### Problem description
Say how many lines below hold the word "struct"; give the number by itself.

### Recorded information

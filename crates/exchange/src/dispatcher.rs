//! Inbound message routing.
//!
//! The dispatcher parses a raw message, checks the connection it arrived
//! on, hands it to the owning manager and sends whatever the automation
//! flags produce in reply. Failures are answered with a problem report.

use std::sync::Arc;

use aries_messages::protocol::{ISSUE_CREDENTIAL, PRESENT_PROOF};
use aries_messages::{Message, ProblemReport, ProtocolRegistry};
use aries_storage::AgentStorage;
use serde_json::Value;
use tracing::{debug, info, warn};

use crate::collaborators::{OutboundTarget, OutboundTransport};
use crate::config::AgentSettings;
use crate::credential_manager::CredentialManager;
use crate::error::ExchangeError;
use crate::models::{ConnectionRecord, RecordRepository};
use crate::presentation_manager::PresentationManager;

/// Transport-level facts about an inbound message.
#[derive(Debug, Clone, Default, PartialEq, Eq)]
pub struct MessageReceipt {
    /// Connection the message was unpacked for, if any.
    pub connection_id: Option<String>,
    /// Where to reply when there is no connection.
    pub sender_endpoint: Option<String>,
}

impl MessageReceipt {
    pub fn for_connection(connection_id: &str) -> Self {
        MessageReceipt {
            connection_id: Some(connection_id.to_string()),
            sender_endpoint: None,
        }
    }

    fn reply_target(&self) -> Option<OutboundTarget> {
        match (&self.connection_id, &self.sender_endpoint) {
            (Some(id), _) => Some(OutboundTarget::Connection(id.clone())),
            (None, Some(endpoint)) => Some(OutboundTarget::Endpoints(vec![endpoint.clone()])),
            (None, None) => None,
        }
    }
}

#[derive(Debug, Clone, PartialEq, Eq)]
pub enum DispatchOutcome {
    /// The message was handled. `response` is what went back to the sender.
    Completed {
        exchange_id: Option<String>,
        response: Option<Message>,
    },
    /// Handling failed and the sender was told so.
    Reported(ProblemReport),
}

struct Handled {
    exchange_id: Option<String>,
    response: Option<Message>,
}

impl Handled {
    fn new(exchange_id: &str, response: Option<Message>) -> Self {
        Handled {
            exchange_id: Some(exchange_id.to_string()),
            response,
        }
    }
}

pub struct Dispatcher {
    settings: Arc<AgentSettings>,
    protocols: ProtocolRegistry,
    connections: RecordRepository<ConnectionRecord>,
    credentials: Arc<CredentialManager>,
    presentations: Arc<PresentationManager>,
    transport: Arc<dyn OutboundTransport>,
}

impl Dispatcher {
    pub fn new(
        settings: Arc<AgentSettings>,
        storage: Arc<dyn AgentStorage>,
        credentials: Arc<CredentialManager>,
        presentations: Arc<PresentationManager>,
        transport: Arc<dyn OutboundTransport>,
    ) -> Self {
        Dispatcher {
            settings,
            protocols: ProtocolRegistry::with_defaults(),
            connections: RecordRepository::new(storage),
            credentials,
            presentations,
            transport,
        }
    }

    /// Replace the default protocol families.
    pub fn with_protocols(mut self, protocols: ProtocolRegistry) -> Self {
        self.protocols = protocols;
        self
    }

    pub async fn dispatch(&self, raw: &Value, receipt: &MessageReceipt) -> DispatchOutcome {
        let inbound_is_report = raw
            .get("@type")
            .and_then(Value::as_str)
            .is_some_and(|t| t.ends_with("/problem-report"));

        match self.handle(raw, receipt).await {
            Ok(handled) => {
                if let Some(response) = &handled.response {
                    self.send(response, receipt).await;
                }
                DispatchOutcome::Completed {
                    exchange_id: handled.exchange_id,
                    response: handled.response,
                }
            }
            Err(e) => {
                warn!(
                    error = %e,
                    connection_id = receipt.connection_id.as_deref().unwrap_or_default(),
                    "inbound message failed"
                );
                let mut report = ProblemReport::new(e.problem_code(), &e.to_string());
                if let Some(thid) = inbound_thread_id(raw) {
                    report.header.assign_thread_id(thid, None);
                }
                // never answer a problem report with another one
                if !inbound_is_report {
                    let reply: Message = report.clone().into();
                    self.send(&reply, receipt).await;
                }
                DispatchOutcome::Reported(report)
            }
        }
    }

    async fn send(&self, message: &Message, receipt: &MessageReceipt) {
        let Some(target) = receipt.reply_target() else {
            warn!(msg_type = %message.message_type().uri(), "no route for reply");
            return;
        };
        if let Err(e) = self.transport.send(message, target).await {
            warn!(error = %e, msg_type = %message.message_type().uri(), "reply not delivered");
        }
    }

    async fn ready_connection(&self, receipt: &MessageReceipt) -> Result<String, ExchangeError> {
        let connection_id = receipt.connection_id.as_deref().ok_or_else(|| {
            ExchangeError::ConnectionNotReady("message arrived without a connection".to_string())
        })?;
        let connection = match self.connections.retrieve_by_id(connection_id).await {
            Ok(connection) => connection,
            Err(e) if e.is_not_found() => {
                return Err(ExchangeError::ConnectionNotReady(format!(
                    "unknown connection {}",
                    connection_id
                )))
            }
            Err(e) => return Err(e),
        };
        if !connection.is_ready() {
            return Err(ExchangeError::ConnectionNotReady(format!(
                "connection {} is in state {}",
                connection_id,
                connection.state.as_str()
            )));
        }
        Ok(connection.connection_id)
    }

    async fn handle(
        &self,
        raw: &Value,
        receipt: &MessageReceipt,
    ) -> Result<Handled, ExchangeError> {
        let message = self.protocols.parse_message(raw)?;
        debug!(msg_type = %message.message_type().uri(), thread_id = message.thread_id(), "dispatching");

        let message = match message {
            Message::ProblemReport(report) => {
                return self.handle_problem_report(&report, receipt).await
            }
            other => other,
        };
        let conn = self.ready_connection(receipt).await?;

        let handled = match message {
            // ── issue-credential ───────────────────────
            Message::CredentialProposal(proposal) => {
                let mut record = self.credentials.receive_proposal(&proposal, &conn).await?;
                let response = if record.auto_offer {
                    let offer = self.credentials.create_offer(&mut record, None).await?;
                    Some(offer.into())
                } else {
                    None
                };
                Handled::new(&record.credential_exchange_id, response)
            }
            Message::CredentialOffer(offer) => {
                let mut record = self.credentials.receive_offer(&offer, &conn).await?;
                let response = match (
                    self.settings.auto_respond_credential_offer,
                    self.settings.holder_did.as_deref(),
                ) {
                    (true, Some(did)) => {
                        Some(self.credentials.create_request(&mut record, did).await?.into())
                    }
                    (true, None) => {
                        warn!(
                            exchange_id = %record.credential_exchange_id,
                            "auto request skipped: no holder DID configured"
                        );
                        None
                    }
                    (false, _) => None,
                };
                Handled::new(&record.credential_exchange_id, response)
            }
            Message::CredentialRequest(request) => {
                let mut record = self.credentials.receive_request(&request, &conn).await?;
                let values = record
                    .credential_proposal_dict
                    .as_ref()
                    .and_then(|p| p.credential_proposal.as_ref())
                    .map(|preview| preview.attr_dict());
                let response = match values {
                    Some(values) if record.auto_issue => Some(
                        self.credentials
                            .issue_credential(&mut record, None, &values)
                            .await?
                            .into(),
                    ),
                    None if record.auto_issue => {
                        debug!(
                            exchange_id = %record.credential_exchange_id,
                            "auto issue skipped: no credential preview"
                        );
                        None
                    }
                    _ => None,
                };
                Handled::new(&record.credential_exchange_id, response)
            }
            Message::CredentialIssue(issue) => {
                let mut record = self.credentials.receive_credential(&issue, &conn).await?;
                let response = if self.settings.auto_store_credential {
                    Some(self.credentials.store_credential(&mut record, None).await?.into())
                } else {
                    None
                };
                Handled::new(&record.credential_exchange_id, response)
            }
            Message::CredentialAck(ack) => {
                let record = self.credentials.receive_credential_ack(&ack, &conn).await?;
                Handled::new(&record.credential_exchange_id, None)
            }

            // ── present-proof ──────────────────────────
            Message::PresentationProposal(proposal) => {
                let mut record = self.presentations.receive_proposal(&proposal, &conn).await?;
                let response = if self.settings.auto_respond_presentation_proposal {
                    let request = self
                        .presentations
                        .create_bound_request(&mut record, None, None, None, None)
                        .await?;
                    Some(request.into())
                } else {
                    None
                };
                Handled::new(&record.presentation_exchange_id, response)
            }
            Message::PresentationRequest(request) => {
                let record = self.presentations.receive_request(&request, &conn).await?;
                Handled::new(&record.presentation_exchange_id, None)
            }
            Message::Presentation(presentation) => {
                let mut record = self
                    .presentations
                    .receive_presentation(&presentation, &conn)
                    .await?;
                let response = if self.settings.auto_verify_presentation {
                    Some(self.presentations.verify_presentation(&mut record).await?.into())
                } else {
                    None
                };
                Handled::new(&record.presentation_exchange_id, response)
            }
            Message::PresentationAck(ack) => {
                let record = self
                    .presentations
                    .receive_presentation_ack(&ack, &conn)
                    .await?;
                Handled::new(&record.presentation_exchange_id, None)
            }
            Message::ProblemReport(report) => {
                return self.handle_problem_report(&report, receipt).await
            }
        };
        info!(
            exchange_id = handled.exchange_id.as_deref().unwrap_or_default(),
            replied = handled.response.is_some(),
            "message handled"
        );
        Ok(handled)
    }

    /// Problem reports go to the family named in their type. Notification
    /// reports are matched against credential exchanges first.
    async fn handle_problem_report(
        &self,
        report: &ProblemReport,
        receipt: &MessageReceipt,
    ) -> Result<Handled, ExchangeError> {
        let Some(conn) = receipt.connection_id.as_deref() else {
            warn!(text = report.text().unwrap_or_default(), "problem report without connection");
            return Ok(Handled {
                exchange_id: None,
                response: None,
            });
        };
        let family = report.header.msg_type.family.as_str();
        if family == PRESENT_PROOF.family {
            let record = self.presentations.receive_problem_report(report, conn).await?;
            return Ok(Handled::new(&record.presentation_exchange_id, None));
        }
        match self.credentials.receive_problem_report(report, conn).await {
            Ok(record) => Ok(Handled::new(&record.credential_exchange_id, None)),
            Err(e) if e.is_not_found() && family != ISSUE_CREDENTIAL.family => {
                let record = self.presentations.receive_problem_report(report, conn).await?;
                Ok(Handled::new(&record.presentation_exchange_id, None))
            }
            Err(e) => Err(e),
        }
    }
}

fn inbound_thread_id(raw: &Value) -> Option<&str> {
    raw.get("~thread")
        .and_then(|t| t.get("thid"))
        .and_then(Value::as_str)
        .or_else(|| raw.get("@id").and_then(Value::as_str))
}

...

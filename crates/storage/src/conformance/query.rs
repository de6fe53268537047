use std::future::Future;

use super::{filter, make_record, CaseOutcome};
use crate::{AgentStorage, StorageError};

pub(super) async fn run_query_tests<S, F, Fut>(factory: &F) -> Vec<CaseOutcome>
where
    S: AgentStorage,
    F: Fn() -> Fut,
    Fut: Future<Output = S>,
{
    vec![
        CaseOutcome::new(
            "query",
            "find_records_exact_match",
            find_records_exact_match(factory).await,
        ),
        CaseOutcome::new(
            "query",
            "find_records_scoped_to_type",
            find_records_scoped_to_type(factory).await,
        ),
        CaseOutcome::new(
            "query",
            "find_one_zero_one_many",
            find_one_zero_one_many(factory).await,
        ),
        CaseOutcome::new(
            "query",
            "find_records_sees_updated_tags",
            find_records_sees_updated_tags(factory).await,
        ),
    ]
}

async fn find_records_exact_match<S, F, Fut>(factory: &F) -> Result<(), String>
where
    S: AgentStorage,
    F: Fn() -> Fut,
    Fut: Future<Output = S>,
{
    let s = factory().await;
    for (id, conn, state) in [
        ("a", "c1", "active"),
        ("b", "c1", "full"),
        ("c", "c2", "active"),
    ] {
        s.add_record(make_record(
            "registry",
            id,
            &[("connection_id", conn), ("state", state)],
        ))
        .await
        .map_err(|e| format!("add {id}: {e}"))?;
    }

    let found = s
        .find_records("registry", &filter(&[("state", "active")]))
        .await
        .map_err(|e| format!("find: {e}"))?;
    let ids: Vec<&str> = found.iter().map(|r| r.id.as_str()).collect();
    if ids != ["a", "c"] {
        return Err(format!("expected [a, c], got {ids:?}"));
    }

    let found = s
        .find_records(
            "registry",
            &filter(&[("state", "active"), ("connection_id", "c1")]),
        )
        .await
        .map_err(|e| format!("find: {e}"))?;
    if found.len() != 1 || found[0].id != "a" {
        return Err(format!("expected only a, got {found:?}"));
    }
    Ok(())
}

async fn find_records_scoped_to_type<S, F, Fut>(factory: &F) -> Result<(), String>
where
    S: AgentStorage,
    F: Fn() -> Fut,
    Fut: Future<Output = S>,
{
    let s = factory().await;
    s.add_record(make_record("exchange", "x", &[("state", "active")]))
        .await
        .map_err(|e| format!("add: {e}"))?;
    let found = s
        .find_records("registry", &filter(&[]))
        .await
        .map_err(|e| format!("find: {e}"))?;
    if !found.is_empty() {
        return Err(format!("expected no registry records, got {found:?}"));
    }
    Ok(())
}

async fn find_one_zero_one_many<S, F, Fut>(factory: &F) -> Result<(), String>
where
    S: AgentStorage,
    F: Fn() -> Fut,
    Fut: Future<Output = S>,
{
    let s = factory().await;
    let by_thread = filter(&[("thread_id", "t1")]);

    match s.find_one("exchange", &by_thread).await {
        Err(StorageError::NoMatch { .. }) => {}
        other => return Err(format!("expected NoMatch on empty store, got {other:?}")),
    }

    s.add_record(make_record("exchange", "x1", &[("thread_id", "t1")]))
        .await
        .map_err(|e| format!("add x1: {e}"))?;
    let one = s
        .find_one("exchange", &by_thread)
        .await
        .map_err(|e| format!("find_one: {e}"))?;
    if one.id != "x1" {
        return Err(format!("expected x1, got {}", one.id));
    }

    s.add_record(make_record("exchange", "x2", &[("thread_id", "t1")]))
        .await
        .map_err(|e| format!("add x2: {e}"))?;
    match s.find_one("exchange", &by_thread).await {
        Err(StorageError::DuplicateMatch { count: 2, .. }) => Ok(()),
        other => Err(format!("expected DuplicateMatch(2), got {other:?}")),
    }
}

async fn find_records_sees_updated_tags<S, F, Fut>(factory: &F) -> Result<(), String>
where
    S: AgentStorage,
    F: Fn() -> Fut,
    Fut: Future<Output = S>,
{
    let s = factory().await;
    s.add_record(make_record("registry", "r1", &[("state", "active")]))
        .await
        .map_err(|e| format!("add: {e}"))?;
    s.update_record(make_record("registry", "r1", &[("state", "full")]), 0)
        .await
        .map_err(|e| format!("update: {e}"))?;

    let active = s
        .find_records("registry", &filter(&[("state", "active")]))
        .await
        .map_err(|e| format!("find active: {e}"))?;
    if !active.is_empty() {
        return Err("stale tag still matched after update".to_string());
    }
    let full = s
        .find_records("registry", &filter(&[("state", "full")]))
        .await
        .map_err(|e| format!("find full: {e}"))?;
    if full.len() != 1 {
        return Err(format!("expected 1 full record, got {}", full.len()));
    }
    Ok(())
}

### Exercise answer
3